Roman Imperial coin, bronze (orichalcum), AE dupondius. Struck during the reign of Tiberius Claudius Caesar Augustus Germanicus (Emperor Claudius), in honor of his mother Antonia Augusta (36 B.C.E. - 37 C.E.), after her death, c. 50-54 C.E. The draped bust of Antonia Augusta faces right in profile on obverse with the inscriptions "ANTONIA AVGVSTA" left and right of image. Obverse right side of inscription difficult to decipher due to fading. On reverse, the standing figure of Claudius in togate faces left and holds a simpulum in his right hand with the inscriptions "TI CLAVDIVS CAESAR AVG P M TR P IMP P P" surrounding image and "S-C" on either side.
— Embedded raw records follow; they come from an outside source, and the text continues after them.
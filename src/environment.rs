//! Lexical environments for the tree-walking interpreter
//!
//! Environments form a parent chain. Closures hold an `EnvRef` to the scope
//! they were defined in, so mutations through one alias are visible through
//! every other alias of the same scope.

use std::cell::RefCell;
use std::collections::HashMap;
use std::rc::Rc;

use crate::value::Value;

/// Shared handle to an environment
pub type EnvRef = Rc<RefCell<Environment>>;

/// One lexical scope: a binding table plus an optional enclosing scope
#[derive(Default)]
pub struct Environment {
    values: HashMap<String, Value>,
    parent: Option<EnvRef>,
}

impl Environment {
    /// Create a root environment with no parent
    pub fn new() -> EnvRef {
        Rc::new(RefCell::new(Environment::default()))
    }

    /// Create a child environment enclosed by `parent`
    pub fn with_parent(parent: EnvRef) -> EnvRef {
        Rc::new(RefCell::new(Environment {
            values: HashMap::new(),
            parent: Some(parent),
        }))
    }

    /// Bind a name in this scope, shadowing any outer binding
    pub fn define(&mut self, name: impl Into<String>, value: Value) {
        self.values.insert(name.into(), value);
    }

    /// Look a name up, walking the parent chain
    pub fn get(&self, name: &str) -> Option<Value> {
        if let Some(value) = self.values.get(name) {
            return Some(value.clone());
        }
        self.parent.as_ref().and_then(|p| p.borrow().get(name))
    }

    /// Reassign an existing binding in the nearest scope that has it.
    /// Returns false if no scope in the chain defines `name`.
    pub fn set(&mut self, name: &str, value: Value) -> bool {
        if let Some(slot) = self.values.get_mut(name) {
            *slot = value;
            return true;
        }
        match &self.parent {
            Some(parent) => parent.borrow_mut().set(name, value),
            None => false,
        }
    }

}

#[cfg(test)]
mod tests {
    use super::*;

    #[test]
    fn test_define_and_get() {
        let env = Environment::new();
        env.borrow_mut().define("x", Value::Number(1.0));
        assert_eq!(env.borrow().get("x"), Some(Value::Number(1.0)));
        assert_eq!(env.borrow().get("y"), None);
    }

    #[test]
    fn test_child_sees_parent() {
        let parent = Environment::new();
        parent.borrow_mut().define("x", Value::Number(1.0));
        let child = Environment::with_parent(parent.clone());
        assert_eq!(child.borrow().get("x"), Some(Value::Number(1.0)));
    }

    #[test]
    fn test_shadowing() {
        let parent = Environment::new();
        parent.borrow_mut().define("x", Value::Number(1.0));
        let child = Environment::with_parent(parent.clone());
        child.borrow_mut().define("x", Value::Number(2.0));
        assert_eq!(child.borrow().get("x"), Some(Value::Number(2.0)));
        assert_eq!(parent.borrow().get("x"), Some(Value::Number(1.0)));
    }

    #[test]
    fn test_set_walks_chain() {
        let parent = Environment::new();
        parent.borrow_mut().define("x", Value::Number(1.0));
        let child = Environment::with_parent(parent.clone());
        assert!(child.borrow_mut().set("x", Value::Number(5.0)));
        assert_eq!(parent.borrow().get("x"), Some(Value::Number(5.0)));
    }

    #[test]
    fn test_set_missing_fails() {
        let env = Environment::new();
        assert!(!env.borrow_mut().set("nope", Value::Null));
    }

    #[test]
    fn test_shared_alias_mutation() {
        // Two handles to the same scope observe each other's writes
        let a = Environment::new();
        let b = a.clone();
        a.borrow_mut().define("n", Value::Number(0.0));
        b.borrow_mut().set("n", Value::Number(9.0));
        assert_eq!(a.borrow().get("n"), Some(Value::Number(9.0)));
    }
}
Reverse image and inscriptions off struck and faded.
Date range: c. 50-54 C.E.
Remarks: The younger daughter of Mark Antony and Octavia, sister of the Emperor Augustus, she was married to Nero Claudius Drusus in 16 B.C.E. and lived long enough to see her grandson, Caligula ascend the throne in 37 C.E. Caligula at first conferred honours upon her, but she soon fell out of favour, and her subsequent death was probably due to poison administered by the orders of the emperor. All the coins bearing her name and portrait were struck under her son, the Emperor Claudius. Claudius' coins were minted in Rome, Ephesus, Caesarea, and possibly Lugdunum.
Reference: David Sear, "Roman Coins and Their Values" , London 2000 (Vol I), #1903, pg 375.